**YOUR GOAL**
Please find every line below that includes "OffbuildResult" and report how many there are. Nothing else is needed.

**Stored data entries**

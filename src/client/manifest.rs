//! Manifest construction
//!
//! Walks the import graph of a root package depth-first, dependencies
//! before dependents, resolving every package once. Standard-library
//! packages and the cgo pseudo-import are not descended into. Every file of
//! every remaining package is hashed; the resulting [`SourceIndex`] remembers
//! where each hash came from so missing files can be uploaded later.

use crate::cache::{hash_file, ContentHash};
use crate::client::importer::{PackageImporter, Platform, ResolvedPackage, CGO_PSEUDO_IMPORT};
use crate::error::OffbuildResult;
use crate::model::{BuildRequest, File, Package};
use std::collections::{HashMap, HashSet};
use std::path::{Path, PathBuf};
use tracing::{debug, info};

/// Local path of every hashed file, keyed by content hash
#[derive(Debug, Clone, Default)]
pub struct SourceIndex {
    paths: HashMap<ContentHash, PathBuf>,
}

impl SourceIndex {
    pub fn insert(&mut self, hash: ContentHash, path: PathBuf) {
        self.paths.entry(hash).or_insert(path);
    }

    /// Path of a file with the given content
    pub fn path(&self, hash: &ContentHash) -> Option<&Path> {
        self.paths.get(hash).map(PathBuf::as_path)
    }

    pub fn len(&self) -> usize {
        self.paths.len()
    }

    pub fn is_empty(&self) -> bool {
        self.paths.is_empty()
    }
}

/// A manifest and the local files it was built from
#[derive(Debug, Clone)]
pub struct Manifest {
    pub request: BuildRequest,
    pub sources: SourceIndex,
}

/// Builds manifests by resolving packages through an importer
pub struct ManifestBuilder<'a> {
    importer: &'a dyn PackageImporter,
    platform: Platform,
}

impl<'a> ManifestBuilder<'a> {
    pub fn new(importer: &'a dyn PackageImporter, platform: Platform) -> Self {
        Self { importer, platform }
    }

    /// Resolve `root` and its transitive dependencies into a manifest.
    ///
    /// Any resolution or hashing failure aborts the whole walk.
    pub fn build(&self, root: &str, flags: Vec<String>) -> OffbuildResult<Manifest> {
        let mut visited = HashSet::new();
        let mut packages = Vec::new();
        let mut sources = SourceIndex::default();

        let target = self.visit(root, &mut visited, &mut packages, &mut sources)?;

        info!(
            target = %target,
            packages = packages.len(),
            files = sources.len(),
            "Resolved build manifest"
        );

        Ok(Manifest {
            request: BuildRequest {
                package_name: target,
                packages,
                flags,
            },
            sources,
        })
    }

    /// Resolve one package and, first, its unvisited imports. Returns the
    /// package's import path.
    fn visit(
        &self,
        path: &str,
        visited: &mut HashSet<String>,
        packages: &mut Vec<Package>,
        sources: &mut SourceIndex,
    ) -> OffbuildResult<String> {
        let resolved = self.importer.import(path, &self.platform)?;
        visited.insert(path.to_string());
        visited.insert(resolved.import_path.clone());

        if resolved.standard {
            debug!("Skipping standard library package {}", resolved.import_path);
            return Ok(resolved.import_path);
        }

        for dep in &resolved.imports {
            if dep == CGO_PSEUDO_IMPORT || visited.contains(dep) {
                continue;
            }
            self.visit(dep, visited, packages, sources)?;
        }

        packages.push(hash_package(&resolved, sources)?);
        Ok(resolved.import_path)
    }
}

fn hash_package(resolved: &ResolvedPackage, sources: &mut SourceIndex) -> OffbuildResult<Package> {
    let mut files = Vec::with_capacity(resolved.files.len());
    for name in &resolved.files {
        let path = resolved.dir.join(name);
        let hash = hash_file(&path)?;
        sources.insert(hash.clone(), path);
        files.push(File {
            name: name.clone(),
            hash,
        });
    }

    debug!(files = files.len(), "Hashed package {}", resolved.import_path);
    Ok(Package {
        name: resolved.import_path.clone(),
        files,
    })
}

**RESPONSE FOR THIS EXERCISE**
4